**Problem statement**
The entries that follow include a run beginning at the line with "The server connects" and ending at the line with "the server root."; restate that run word for word and leave the rest out.

**Stored items**

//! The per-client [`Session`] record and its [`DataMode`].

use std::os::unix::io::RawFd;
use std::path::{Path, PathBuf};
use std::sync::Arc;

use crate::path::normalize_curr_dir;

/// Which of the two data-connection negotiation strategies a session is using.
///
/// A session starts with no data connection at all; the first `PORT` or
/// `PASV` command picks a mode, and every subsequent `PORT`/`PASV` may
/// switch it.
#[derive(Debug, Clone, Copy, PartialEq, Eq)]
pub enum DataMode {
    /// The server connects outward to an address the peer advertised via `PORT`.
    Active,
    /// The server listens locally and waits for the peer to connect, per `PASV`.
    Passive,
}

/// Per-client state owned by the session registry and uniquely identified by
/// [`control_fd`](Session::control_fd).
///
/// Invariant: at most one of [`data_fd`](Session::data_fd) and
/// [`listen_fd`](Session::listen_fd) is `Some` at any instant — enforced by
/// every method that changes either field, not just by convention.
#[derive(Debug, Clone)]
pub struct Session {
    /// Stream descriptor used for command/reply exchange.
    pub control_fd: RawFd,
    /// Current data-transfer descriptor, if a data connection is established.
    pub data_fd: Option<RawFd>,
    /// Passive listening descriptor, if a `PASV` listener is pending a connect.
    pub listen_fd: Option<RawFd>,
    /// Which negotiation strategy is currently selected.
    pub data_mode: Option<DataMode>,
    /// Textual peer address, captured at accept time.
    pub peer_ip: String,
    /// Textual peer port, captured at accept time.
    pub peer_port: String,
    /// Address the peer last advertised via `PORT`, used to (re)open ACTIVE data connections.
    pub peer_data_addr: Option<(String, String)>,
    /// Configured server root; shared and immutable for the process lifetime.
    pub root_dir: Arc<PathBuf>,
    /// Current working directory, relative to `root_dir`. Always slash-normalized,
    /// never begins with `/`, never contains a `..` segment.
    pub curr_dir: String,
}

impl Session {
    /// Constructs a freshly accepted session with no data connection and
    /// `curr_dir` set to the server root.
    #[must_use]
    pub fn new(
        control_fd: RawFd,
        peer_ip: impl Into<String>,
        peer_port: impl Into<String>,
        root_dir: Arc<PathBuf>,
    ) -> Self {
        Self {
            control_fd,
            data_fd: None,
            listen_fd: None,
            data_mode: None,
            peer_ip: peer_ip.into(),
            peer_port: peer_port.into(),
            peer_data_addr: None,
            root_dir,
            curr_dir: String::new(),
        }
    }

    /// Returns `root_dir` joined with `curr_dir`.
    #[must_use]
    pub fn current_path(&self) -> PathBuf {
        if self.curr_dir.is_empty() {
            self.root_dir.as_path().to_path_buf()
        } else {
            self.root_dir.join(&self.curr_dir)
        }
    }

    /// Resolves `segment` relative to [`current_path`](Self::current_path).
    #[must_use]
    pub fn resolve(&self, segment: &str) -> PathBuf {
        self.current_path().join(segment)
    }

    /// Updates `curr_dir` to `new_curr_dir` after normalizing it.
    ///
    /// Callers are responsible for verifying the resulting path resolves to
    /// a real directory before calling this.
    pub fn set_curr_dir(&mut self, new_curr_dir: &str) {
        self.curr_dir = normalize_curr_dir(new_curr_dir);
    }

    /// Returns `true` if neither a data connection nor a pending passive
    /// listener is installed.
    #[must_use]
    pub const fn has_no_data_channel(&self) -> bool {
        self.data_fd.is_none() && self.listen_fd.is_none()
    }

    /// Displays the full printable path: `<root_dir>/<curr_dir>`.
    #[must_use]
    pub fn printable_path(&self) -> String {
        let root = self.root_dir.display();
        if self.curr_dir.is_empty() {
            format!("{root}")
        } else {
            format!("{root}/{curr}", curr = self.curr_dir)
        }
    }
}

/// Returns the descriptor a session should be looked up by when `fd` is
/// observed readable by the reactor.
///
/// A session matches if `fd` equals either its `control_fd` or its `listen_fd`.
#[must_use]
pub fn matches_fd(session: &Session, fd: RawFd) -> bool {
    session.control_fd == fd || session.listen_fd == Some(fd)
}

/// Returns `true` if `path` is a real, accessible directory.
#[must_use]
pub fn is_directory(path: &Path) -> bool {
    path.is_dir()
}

---

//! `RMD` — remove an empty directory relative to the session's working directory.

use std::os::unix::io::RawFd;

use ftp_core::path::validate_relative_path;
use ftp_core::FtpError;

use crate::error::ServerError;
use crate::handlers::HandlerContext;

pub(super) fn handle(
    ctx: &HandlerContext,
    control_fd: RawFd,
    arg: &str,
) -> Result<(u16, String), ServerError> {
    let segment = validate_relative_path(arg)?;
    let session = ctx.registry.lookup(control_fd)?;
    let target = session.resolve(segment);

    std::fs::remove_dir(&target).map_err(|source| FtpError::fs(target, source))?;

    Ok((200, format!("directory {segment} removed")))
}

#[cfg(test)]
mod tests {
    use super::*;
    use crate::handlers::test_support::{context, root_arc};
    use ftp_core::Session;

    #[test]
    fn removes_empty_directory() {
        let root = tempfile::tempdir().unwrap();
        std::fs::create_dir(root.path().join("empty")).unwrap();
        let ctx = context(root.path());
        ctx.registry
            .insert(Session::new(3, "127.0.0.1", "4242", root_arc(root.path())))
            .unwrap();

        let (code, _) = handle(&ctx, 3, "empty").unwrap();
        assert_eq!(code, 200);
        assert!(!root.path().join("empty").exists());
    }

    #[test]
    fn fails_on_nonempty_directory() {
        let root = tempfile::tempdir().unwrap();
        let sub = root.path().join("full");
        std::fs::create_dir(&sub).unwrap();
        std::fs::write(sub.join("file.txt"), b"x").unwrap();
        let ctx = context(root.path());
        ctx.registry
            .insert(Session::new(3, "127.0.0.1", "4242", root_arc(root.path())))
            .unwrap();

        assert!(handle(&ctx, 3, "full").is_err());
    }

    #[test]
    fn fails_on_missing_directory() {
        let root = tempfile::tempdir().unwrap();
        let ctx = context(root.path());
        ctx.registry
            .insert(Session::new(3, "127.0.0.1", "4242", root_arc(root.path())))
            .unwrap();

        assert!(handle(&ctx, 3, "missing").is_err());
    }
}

==

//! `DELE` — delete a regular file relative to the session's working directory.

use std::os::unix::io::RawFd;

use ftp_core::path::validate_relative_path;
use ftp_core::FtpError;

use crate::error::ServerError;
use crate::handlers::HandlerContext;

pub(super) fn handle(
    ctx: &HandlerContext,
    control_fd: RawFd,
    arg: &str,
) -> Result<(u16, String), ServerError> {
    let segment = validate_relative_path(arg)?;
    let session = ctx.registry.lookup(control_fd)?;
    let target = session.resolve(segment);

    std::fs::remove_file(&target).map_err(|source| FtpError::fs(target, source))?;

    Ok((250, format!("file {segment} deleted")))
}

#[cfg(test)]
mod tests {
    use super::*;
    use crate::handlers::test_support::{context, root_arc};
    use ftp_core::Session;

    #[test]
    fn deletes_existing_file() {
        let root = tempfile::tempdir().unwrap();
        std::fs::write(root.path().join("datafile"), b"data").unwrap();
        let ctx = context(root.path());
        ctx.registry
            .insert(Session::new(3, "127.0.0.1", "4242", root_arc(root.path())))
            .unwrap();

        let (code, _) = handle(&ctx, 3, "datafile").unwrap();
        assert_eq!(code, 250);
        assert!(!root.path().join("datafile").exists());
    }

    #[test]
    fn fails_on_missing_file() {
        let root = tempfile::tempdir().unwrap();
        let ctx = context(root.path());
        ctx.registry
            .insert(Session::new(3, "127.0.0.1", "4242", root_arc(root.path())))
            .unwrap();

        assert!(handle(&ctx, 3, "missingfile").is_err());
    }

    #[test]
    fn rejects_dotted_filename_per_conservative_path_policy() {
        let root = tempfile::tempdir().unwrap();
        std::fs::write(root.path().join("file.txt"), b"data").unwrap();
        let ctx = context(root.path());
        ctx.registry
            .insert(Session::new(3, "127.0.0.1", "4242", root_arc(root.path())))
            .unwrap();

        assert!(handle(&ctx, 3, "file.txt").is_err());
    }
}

**Reply**
    /// The server connects outward to an address the peer advertised via `PORT`.
    Active,
    /// The server listens locally and waits for the peer to connect, per `PASV`.
    Passive,
}

/// Per-client state owned by the session registry and uniquely identified by
/// [`control_fd`](Session::control_fd).
///
/// Invariant: at most one of [`data_fd`](Session::data_fd) and
/// [`listen_fd`](Session::listen_fd) is `Some` at any instant — enforced by
/// every method that changes either field, not just by convention.
#[derive(Debug, Clone)]
pub struct Session {
    /// Stream descriptor used for command/reply exchange.
    pub control_fd: RawFd,
    /// Current data-transfer descriptor, if a data connection is established.
    pub data_fd: Option<RawFd>,
    /// Passive listening descriptor, if a `PASV` listener is pending a connect.
    pub listen_fd: Option<RawFd>,
    /// Which negotiation strategy is currently selected.
    pub data_mode: Option<DataMode>,
    /// Textual peer address, captured at accept time.
    pub peer_ip: String,
    /// Textual peer port, captured at accept time.
    pub peer_port: String,
    /// Address the peer last advertised via `PORT`, used to (re)open ACTIVE data connections.
    pub peer_data_addr: Option<(String, String)>,
    /// Configured server root; shared and immutable for the process lifetime.
    pub root_dir: Arc<PathBuf>,
    /// Current working directory, relative to `root_dir`. Always slash-normalized,
    /// never begins with `/`, never contains a `..` segment.
    pub curr_dir: String,
}

impl Session {
    /// Constructs a freshly accepted session with no data connection and
    /// `curr_dir` set to the server root.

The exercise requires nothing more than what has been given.